地域住民からのメッセージ

自治体病院のオーナーは「住民」だという自覚、
保険制度も「みんなの財産」だという意識が必要

2011.11.16   文/梅方久仁子

伊関友伸 氏

自治体病院のオーナーは「住民」

なるほど。自治体病院も大切にする必要があるということですね。

伊関 その通りです。それに自治体病院には、地域住民が自分たちの病院を自分たちで守ろうという動きになりやすい利点もあります。

 自治体病院のオーナーは自治体の首長ではなく、住民です。

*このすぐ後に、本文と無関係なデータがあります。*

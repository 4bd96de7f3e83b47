//! Composition root: builds every pipeline component from a [`Config`],
//! wires them together and owns their background tasks.

use crate::analysis::{AnalysisEngine, SchedulerIngest, analysis_types_for, reference_processors};
use crate::config::Config;
use crate::events::{ChangeAggregator, ContentChange, EventDispatcher, WatchSignal, WritingEventType};
use crate::feedback::{
    Feedback, FeedbackController, FeedbackResponse, FeedbackSink, FeedbackSurface,
    reference_strategies,
};
use crate::monitor::{
    HealthMonitor, HealthSnapshot, LoopProbe, MetricsCollector, PerformanceCounters,
    PerformanceMonitor, PerformanceSource,
};
use crate::observability::{Observer, create_observer};
use anyhow::{Context, Result};
use std::sync::{Arc, Mutex};
use strum::IntoEnumIterator;
use tokio::sync::mpsc;
use tokio::task::JoinHandle;
use tokio::time::Duration;
use tokio_util::sync::CancellationToken;

/// Reads pipeline counters for the performance sampler.
struct PipelineCounters {
    dispatcher: EventDispatcher,
    engine: AnalysisEngine,
    controller: FeedbackController,
}

impl PerformanceSource for PipelineCounters {
    fn counters(&self) -> PerformanceCounters {
        let engine = self.engine.stats();
        PerformanceCounters {
            completed: engine.completed,
            failed: engine.failed,
            processing_ms: engine.processing_ms,
            concurrent_operations: engine.scheduler.in_flight as u64,
            event_queue_depth: self.dispatcher.queue_depth(),
            feedback_queue_depth: self.controller.queue_depth(),
        }
    }
}

pub struct Assistant {
    config: Arc<Config>,
    observer: Arc<dyn Observer>,
    dispatcher: EventDispatcher,
    engine: AnalysisEngine,
    controller: FeedbackController,
    health: Arc<HealthMonitor>,
    metrics: Arc<MetricsCollector>,
    performance: Arc<PerformanceMonitor>,
    edits: mpsc::Sender<ContentChange>,
    pending_edits: Mutex<Option<mpsc::Receiver<ContentChange>>>,
    shutdown: CancellationToken,
    handles: Mutex<Vec<JoinHandle<()>>>,
}

impl Assistant {
    /// Construct and wire every component. Nothing runs until
    /// [`start`](Self::start).
    pub fn new(config: Config, surface: Arc<dyn FeedbackSurface>) -> Result<Self> {
        config.validate().context("invalid configuration")?;
        let config = Arc::new(config);
        let observer: Arc<dyn Observer> = Arc::from(create_observer(&config.observability));

        let dispatcher = EventDispatcher::new(&config.dispatcher, Arc::clone(&observer));
        let controller = FeedbackController::new(&config.feedback, Arc::clone(&observer));
        for strategy in reference_strategies(&surface) {
            controller.add_strategy(strategy);
        }

        let sink = FeedbackSink::new(controller.clone()).with_dispatcher(dispatcher.clone());
        let engine = AnalysisEngine::new(
            &config.engine,
            &config.scheduler,
            Arc::new(sink),
            Arc::clone(&observer),
        );
        for processor in reference_processors() {
            engine.register_processor(processor);
        }

        let ingest = Arc::new(SchedulerIngest::new(engine.clone()));
        for event_type in WritingEventType::iter() {
            if !analysis_types_for(event_type).is_empty() {
                dispatcher.add_listener(event_type, ingest.clone());
            }
        }

        let health = Arc::new(HealthMonitor::new());
        register_probes(&health, &config, &dispatcher, &engine, &controller);

        let metrics = Arc::new(MetricsCollector::new(config.monitor.history_capacity));
        let performance = Arc::new(PerformanceMonitor::new(
            Arc::clone(&metrics),
            Arc::new(PipelineCounters {
                dispatcher: dispatcher.clone(),
                engine: engine.clone(),
                controller: controller.clone(),
            }),
            Duration::from_secs(config.monitor.sample_interval_secs.max(1)),
            config.monitor.performance_enabled,
        ));

        let (edits, pending_edits) = mpsc::channel(config.aggregator.channel_capacity);

        Ok(Self {
            config,
            observer,
            dispatcher,
            engine,
            controller,
            health,
            metrics,
            performance,
            edits,
            pending_edits: Mutex::new(Some(pending_edits)),
            shutdown: CancellationToken::new(),
            handles: Mutex::new(Vec::new()),
        })
    }

    /// Spawn every background loop onto the current runtime.
    pub fn start(&self) -> Result<()> {
        let receiver = self
            .pending_edits
            .lock()
            .ok()
            .and_then(|mut pending| pending.take())
            .context("assistant already started")?;

        let (signal_tx, signal_rx) = mpsc::channel(self.config.aggregator.channel_capacity);
        let mut handles = vec![
            tokio::spawn(ChangeAggregator::new(&self.config.aggregator).run(
                receiver,
                signal_tx,
                self.shutdown.child_token(),
            )),
            self.spawn_router(signal_rx),
        ];

        let dispatcher = self.dispatcher.clone();
        handles.push(tokio::spawn(async move { dispatcher.run().await }));
        let engine = self.engine.clone();
        handles.push(tokio::spawn(async move { engine.run().await }));
        let controller = self.controller.clone();
        handles.push(tokio::spawn(async move { controller.run().await }));
        let performance = Arc::clone(&self.performance);
        handles.push(tokio::spawn(async move { performance.run().await }));
        handles.push(self.spawn_health_poll());

        if let Ok(mut slot) = self.handles.lock() {
            slot.extend(handles);
        }
        self.health.mark_component_ok("assistant");
        tracing::info!(
            observer = self.observer.name(),
            performance = self.performance.is_enabled(),
            "assistant started"
        );
        Ok(())
    }

    fn spawn_router(&self, mut signals: mpsc::Receiver<WatchSignal>) -> JoinHandle<()> {
        let dispatcher = self.dispatcher.clone();
        let engine = self.engine.clone();
        tokio::spawn(async move {
            while let Some(signal) = signals.recv().await {
                match signal {
                    WatchSignal::Batch(batch) => {
                        let event_id = dispatcher.publish_change(&batch);
                        tracing::debug!(
                            document_id = %batch.change.document_id,
                            edits = batch.edits,
                            event_id = %event_id,
                            "change batch published"
                        );
                    }
                    WatchSignal::Idle(signal) => engine.on_idle(signal),
                }
            }
        })
    }

    fn spawn_health_poll(&self) -> JoinHandle<()> {
        let health = Arc::clone(&self.health);
        let shutdown = self.shutdown.child_token();
        let every = Duration::from_secs(self.config.monitor.health_interval_secs.max(1));
        tokio::spawn(async move {
            let mut interval = tokio::time::interval(every);
            interval.tick().await;
            loop {
                tokio::select! {
                    () = shutdown.cancelled() => break,
                    _ = interval.tick() => {}
                }
                let snapshot = health.check_all().await;
                for component in snapshot.unhealthy_components() {
                    let message = snapshot
                        .components
                        .get(component)
                        .and_then(|c| c.message.clone())
                        .unwrap_or_default();
                    tracing::warn!(component, message = %message, "component unhealthy");
                }
            }
        })
    }

    /// Feed one editor change into the pipeline.
    pub async fn submit_edit(&self, change: ContentChange) -> Result<()> {
        self.controller.record_activity();
        self.edits
            .send(change)
            .await
            .map_err(|_| anyhow::anyhow!("edit channel closed"))
    }

    pub fn queue_feedback(&self, feedback: Feedback) {
        self.controller.queue_feedback(feedback);
    }

    pub fn record_response(&self, response: FeedbackResponse) {
        self.controller.record_response(response);
    }

    /// Probe every component and return the refreshed snapshot.
    pub async fn health(&self) -> HealthSnapshot {
        self.health.check_all().await
    }

    pub fn metrics(&self) -> Arc<MetricsCollector> {
        Arc::clone(&self.metrics)
    }

    pub fn config(&self) -> &Config {
        &self.config
    }

    pub fn dispatcher(&self) -> &EventDispatcher {
        &self.dispatcher
    }

    pub fn engine(&self) -> &AnalysisEngine {
        &self.engine
    }

    pub fn controller(&self) -> &FeedbackController {
        &self.controller
    }

    /// Stop every loop and wait for its task to finish.
    pub async fn shutdown(&self) {
        self.shutdown.cancel();
        self.dispatcher.stop();
        self.engine.stop();
        self.controller.stop();
        self.performance.stop();

        let handles = self
            .handles
            .lock()
            .map(|mut handles| std::mem::take(&mut *handles))
            .unwrap_or_default();
        for handle in handles {
            if let Err(e) = handle.await {
                tracing::warn!(error = %e, "background task ended abnormally");
            }
        }
        self.health.mark_component_error("assistant", "shut down");
        tracing::info!("assistant stopped");
    }
}

fn register_probes(
    health: &HealthMonitor,
    config: &Config,
    dispatcher: &EventDispatcher,
    engine: &AnalysisEngine,
    controller: &FeedbackController,
) {
    let stale = config.monitor.stale_after_secs;
    let warn = config.monitor.queue_depth_warn;

    let events = dispatcher.clone();
    health.register_probe(Arc::new(
        LoopProbe::new("event_system", dispatcher.heartbeat(), stale)
            .with_queue_depth(move || events.queue_depth(), warn),
    ));

    let analysis = engine.clone();
    health.register_probe(Arc::new(
        LoopProbe::new("analysis_engine", engine.heartbeat(), stale)
            .with_queue_depth(move || analysis.stats().scheduler.scheduled, warn),
    ));

    let feedback = controller.clone();
    health.register_probe(Arc::new(
        LoopProbe::new("feedback_system", controller.heartbeat(), stale)
            .with_queue_depth(move || feedback.queue_depth(), warn),
    ));
}
pub mod inline_comment;
pub mod status_bar;

pub use inline_comment::InlineCommentStrategy;
pub use status_bar::StatusBarStrategy;

use super::surface::FeedbackSurface;
use super::types::FeedbackStrategy;
use std::sync::Arc;

/// Strategies registered by default, all drawing on `surface`.
pub fn reference_strategies(surface: &Arc<dyn FeedbackSurface>) -> Vec<Arc<dyn FeedbackStrategy>> {
    vec![
        Arc::new(InlineCommentStrategy::new(Arc::clone(surface))),
        Arc::new(StatusBarStrategy::new(Arc::clone(surface))),
    ]
}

住民がその地域に必要な医療は何かを考えて、目的達成のために協力していく。そういうことが求められる時期になっています。

協力というと、地域住民はどうすればいいのでしょう。

伊関 まずは、“お客様”意識ではなく当事者意識を持つことだと思います。残念ながら、いまは患者が自分の都合で医療者を使うような傾向があります。それがコンビニ受診とかモンスターペイシェントの問題に現れています。医師を“崇(あが)め奉(たてまつ)れ”と言いたいのではありません。自分たちの命を守ってくれる人たちに対して、少なくとも人間としての敬意を示しましょうということです。

 医療は人が人に対して行うサービスです。相手を人として尊重して気持ちよく仕事をしてもらうことが、最終的には自分たちに返ってきます。

 実際に医師がいなくなってしまった地域では、住民は当事者意識を持たざるを得なくなっています。兵庫県丹波市の「県立柏原病院の小児科を守る会」(http://mamorusyounika.com/)のように地域住民が立ち上がり、情報提供や呼びかけをした結果、コンビニ受診が減るといった効果を上げています。

 患者が“お客様”意識になってしまうのは、いまの医療がどういう状況なのか、患者には見えにくいという問題があると思います。行政は、地域住民に、地域医療の現状をもっと伝えていかなくてはならないと考えます。